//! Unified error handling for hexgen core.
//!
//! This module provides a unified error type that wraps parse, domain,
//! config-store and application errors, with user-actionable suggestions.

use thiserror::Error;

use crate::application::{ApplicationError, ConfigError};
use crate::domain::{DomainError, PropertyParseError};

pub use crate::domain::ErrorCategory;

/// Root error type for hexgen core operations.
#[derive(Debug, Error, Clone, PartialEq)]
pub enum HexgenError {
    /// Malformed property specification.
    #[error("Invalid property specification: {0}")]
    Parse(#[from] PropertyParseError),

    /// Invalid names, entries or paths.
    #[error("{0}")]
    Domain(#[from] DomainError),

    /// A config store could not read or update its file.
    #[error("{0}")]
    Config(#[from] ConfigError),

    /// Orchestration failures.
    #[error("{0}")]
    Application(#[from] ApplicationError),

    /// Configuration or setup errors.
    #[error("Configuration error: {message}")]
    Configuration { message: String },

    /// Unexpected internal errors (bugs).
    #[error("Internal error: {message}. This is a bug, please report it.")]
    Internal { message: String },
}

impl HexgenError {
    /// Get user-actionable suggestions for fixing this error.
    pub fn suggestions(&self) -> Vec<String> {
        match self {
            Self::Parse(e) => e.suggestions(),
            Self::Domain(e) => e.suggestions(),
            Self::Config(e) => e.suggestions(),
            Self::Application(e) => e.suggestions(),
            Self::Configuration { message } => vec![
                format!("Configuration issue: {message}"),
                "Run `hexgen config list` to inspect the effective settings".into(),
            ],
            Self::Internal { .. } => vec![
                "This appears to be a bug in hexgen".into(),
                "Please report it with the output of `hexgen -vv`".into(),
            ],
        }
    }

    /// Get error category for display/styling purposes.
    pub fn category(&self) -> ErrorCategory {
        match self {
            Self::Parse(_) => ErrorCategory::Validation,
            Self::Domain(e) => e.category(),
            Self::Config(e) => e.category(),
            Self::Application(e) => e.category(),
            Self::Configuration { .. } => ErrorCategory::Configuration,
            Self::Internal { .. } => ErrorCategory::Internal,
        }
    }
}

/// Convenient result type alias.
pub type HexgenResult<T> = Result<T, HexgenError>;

--------

Your reply should be a single number: the count of lines above that contain the word "message".

6